SOURCE MATERIAL:
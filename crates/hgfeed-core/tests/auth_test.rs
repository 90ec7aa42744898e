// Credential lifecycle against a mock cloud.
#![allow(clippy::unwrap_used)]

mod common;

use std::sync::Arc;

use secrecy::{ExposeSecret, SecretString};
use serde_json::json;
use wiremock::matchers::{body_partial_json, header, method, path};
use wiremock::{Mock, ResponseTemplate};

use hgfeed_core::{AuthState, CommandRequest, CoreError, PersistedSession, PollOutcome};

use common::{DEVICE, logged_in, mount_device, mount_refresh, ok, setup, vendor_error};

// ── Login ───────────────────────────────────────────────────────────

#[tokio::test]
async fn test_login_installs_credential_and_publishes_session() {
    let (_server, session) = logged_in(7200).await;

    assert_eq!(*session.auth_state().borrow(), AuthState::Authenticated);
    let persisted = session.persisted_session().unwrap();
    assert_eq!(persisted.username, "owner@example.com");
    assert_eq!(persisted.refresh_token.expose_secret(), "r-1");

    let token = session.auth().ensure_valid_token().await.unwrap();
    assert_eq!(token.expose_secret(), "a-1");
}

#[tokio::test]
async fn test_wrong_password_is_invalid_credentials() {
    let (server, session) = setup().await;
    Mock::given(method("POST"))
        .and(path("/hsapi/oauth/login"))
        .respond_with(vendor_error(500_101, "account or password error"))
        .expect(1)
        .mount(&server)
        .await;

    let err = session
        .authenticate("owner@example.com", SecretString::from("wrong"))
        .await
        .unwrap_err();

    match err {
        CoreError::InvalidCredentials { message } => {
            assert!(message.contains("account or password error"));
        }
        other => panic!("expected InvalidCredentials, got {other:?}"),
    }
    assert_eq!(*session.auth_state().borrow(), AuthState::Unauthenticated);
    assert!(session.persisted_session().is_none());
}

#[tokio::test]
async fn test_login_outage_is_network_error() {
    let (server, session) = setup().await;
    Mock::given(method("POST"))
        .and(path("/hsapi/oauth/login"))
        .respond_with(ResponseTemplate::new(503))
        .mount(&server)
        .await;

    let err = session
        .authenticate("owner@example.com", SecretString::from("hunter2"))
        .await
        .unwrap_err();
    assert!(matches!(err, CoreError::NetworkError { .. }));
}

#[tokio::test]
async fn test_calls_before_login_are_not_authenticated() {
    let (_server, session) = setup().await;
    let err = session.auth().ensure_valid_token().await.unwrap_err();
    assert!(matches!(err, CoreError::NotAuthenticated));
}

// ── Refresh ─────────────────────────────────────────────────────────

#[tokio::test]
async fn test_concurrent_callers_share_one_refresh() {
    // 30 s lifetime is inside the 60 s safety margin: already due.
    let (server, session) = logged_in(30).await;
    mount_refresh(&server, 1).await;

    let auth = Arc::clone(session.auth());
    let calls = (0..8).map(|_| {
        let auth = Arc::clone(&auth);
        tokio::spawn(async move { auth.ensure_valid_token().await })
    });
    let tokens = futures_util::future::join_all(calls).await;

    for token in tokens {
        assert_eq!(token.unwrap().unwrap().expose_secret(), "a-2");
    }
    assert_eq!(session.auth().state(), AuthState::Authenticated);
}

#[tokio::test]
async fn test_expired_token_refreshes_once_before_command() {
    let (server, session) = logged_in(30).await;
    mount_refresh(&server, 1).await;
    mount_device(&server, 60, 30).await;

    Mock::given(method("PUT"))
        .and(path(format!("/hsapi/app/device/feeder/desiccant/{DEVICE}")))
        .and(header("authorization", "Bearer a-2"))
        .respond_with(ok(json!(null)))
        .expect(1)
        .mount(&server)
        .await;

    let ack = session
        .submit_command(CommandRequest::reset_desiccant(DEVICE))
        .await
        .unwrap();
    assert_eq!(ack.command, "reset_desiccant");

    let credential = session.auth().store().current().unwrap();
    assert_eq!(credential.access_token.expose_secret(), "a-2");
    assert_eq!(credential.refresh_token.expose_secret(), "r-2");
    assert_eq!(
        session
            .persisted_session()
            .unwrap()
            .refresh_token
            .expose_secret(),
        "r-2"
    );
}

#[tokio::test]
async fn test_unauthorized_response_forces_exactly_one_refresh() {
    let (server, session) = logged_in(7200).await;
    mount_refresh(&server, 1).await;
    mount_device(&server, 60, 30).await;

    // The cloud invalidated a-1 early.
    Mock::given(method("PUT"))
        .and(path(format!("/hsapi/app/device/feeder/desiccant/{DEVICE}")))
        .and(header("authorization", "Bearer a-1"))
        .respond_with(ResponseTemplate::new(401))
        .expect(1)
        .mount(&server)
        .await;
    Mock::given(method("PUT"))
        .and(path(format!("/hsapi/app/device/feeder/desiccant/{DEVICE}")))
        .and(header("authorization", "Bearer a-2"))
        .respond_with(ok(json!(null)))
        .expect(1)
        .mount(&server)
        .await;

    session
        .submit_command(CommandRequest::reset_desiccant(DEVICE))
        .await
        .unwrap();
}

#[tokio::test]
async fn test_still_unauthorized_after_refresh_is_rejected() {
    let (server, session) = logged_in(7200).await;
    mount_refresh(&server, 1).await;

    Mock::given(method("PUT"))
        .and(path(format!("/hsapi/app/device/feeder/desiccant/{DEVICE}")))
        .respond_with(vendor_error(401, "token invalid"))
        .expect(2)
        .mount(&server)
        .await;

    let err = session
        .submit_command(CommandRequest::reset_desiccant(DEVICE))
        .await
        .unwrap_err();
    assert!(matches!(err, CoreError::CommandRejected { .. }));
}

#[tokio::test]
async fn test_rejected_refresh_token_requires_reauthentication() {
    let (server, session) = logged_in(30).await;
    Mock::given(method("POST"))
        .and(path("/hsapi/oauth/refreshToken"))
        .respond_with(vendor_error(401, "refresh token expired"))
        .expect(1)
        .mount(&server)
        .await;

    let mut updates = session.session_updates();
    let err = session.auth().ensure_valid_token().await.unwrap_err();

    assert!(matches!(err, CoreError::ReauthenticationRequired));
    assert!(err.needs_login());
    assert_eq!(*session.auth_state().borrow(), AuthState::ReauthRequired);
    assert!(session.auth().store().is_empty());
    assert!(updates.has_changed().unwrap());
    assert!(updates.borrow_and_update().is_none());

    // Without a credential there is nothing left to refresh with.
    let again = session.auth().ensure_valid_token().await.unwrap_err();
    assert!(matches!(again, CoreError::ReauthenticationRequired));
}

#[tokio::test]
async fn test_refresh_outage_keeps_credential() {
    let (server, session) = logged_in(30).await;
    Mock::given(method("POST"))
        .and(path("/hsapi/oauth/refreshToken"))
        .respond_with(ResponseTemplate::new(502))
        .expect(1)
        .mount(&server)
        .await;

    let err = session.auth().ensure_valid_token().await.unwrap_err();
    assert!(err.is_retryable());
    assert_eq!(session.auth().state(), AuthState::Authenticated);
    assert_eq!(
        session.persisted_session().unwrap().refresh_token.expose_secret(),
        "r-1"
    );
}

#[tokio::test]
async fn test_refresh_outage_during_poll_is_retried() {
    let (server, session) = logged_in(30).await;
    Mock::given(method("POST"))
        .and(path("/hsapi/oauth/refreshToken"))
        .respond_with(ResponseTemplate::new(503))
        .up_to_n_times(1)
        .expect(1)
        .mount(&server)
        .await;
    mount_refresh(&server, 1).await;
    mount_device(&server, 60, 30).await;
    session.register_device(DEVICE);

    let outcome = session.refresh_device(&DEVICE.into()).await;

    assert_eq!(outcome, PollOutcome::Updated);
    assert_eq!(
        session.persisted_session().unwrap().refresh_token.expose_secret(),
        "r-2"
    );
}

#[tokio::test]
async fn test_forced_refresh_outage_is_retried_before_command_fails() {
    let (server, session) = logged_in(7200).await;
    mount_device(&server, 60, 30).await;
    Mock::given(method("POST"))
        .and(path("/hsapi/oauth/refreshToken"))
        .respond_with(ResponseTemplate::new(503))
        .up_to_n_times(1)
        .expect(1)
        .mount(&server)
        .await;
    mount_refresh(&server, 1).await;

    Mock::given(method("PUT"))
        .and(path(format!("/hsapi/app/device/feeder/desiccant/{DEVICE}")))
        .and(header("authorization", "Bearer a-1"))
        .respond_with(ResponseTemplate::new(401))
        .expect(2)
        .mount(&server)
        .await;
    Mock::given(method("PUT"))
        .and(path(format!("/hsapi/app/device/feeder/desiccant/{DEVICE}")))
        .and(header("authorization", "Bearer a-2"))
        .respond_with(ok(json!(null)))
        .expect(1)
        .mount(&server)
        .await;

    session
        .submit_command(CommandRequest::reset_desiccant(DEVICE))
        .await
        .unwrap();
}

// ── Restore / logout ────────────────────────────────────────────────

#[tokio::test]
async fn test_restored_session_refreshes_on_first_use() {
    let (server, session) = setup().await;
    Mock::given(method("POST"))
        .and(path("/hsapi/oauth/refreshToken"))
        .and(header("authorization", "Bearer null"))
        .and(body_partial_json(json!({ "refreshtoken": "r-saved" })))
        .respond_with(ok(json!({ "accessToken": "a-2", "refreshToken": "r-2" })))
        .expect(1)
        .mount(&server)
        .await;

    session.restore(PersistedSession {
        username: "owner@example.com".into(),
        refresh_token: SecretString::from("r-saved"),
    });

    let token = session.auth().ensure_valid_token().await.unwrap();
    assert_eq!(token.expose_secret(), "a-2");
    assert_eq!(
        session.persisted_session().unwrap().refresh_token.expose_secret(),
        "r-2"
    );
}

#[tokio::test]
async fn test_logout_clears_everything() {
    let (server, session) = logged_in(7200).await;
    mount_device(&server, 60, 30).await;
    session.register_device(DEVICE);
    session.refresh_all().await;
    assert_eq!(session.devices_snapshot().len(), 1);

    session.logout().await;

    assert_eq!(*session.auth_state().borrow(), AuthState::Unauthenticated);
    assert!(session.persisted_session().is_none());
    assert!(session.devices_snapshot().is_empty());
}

WHAT TO WORK ON: The word "example" is the filter: copy every line of the listing above that contains it.

WRITTEN SOLUTION:
    assert_eq!(persisted.username, "owner@example.com");
        .authenticate("owner@example.com", SecretString::from("wrong"))
        .authenticate("owner@example.com", SecretString::from("hunter2"))
        username: "owner@example.com".into(),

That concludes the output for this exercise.